Appraisal of the methodology and applications for measurement of the zinc content of blood components as indicators of zinc status

Abstract

Methods for the measurement of the zinc content of blood components (plasma, erythrocytes, platelets, mononuclear leukocytes, and polymorphonuclear neutrophils) as indicators of the zinc status of animals have been reviewed and evaluated. The values of plasma or serum zinc concentrations as indicators of zinc status in experimental animals or humans is questionable. Consequently, the zinc content of blood cellular components has been suggested as better indicators of zinc status.
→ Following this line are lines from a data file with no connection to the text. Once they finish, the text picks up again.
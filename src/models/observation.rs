use serde::{Deserialize, Serialize};

/// Point-in-time weather snapshot used as rule input.
///
/// All numeric fields are metric: °C, %, m/s, hPa, km. Callers must hand the
/// engines finite values; when the upstream source is unavailable use
/// [`Observation::fallback`] instead of passing partial data.
#[derive(Debug, Clone, PartialEq, Serialize, Deserialize)]
#[serde(rename_all = "camelCase")]
pub struct Observation {
    pub location: String,
    pub temperature: f64,
    pub feels_like: f64,
    pub humidity: f64,
    pub wind_speed: f64,
    pub pressure: f64,
    pub visibility: f64,
    pub uv_index: f64,
    pub description: String,
    pub icon: String,
}

impl Observation {
    /// Documented baseline used when no live observation can be fetched.
    pub fn fallback() -> Self {
        Self {
            location: "Unknown Location".to_string(),
            temperature: 25.0,
            feels_like: 27.0,
            humidity: 65.0,
            wind_speed: 2.5,
            pressure: 1013.0,
            visibility: 10.0,
            uv_index: 5.0,
            description: "partly cloudy".to_string(),
            icon: "02d".to_string(),
        }
    }

    pub fn is_finite(&self) -> bool {
        [
            self.temperature,
            self.feels_like,
            self.humidity,
            self.wind_speed,
            self.pressure,
            self.visibility,
            self.uv_index,
        ]
        .iter()
        .all(|v| v.is_finite())
    }
}

impl Default for Observation {
    fn default() -> Self {
        Self::fallback()
    }
}

#[derive(Debug, Clone, Copy, PartialEq, Serialize, Deserialize)]
pub struct Coordinates {
    pub latitude: f64,
    pub longitude: f64,
}

impl Coordinates {
    pub fn new(latitude: f64, longitude: f64) -> Self {
        Self {
            latitude,
            longitude,
        }
    }
}

impl std::fmt::Display for Coordinates {
    fn fmt(&self, f: &mut std::fmt::Formatter<'_>) -> std::fmt::Result {
        write!(f, "{:.4}, {:.4}", self.latitude, self.longitude)
    }
}

#[cfg(test)]
mod tests {
    use super::*;

    #[test]
    fn fallback_is_finite_and_plausible() {
        let obs = Observation::fallback();
        assert!(obs.is_finite());
        assert_eq!(obs.location, "Unknown Location");
        assert!((0.0..=100.0).contains(&obs.humidity));
        assert!(obs.pressure > 0.0);
    }

    #[test]
    fn non_finite_values_detected() {
        let mut obs = Observation::fallback();
        obs.wind_speed = f64::NAN;
        assert!(!obs.is_finite());
    }

    #[test]
    fn serializes_with_camel_case_fields() {
        let json = serde_json::to_value(Observation::fallback()).unwrap();
        assert_eq!(json["feelsLike"], 27.0);
        assert_eq!(json["windSpeed"], 2.5);
        assert_eq!(json["uvIndex"], 5.0);
    }

    #[test]
    fn coordinates_display() {
        let c = Coordinates::new(18.5204, 73.8567);
        assert_eq!(c.to_string(), "18.5204, 73.8567");
    }
}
Methodological problems, such as incomplete cellular separation or zinc contamination, occur in some of the procedures applied to the quantitation of blood cellular component zinc. Specialized microprobe procedures involving, for example, proton-induced X-ray fluorescence, scanning ion technology, mass spectrometery, or laser microprobe mass analysis might be used to measure the absolute zinc level in individual cells subjected to minimal handling. Then, more conventional methods can be tested against the true standard. Nevertheless, there appears to be species differences in regard to the response of blood cellular zinc concentrations to dietary zinc deficiency. Blood cellular component zinc is conserved during severe zinc deficiency in the rat. In contrast, the zinc content of blood cellular components in humans may reflect the whole body zinc status.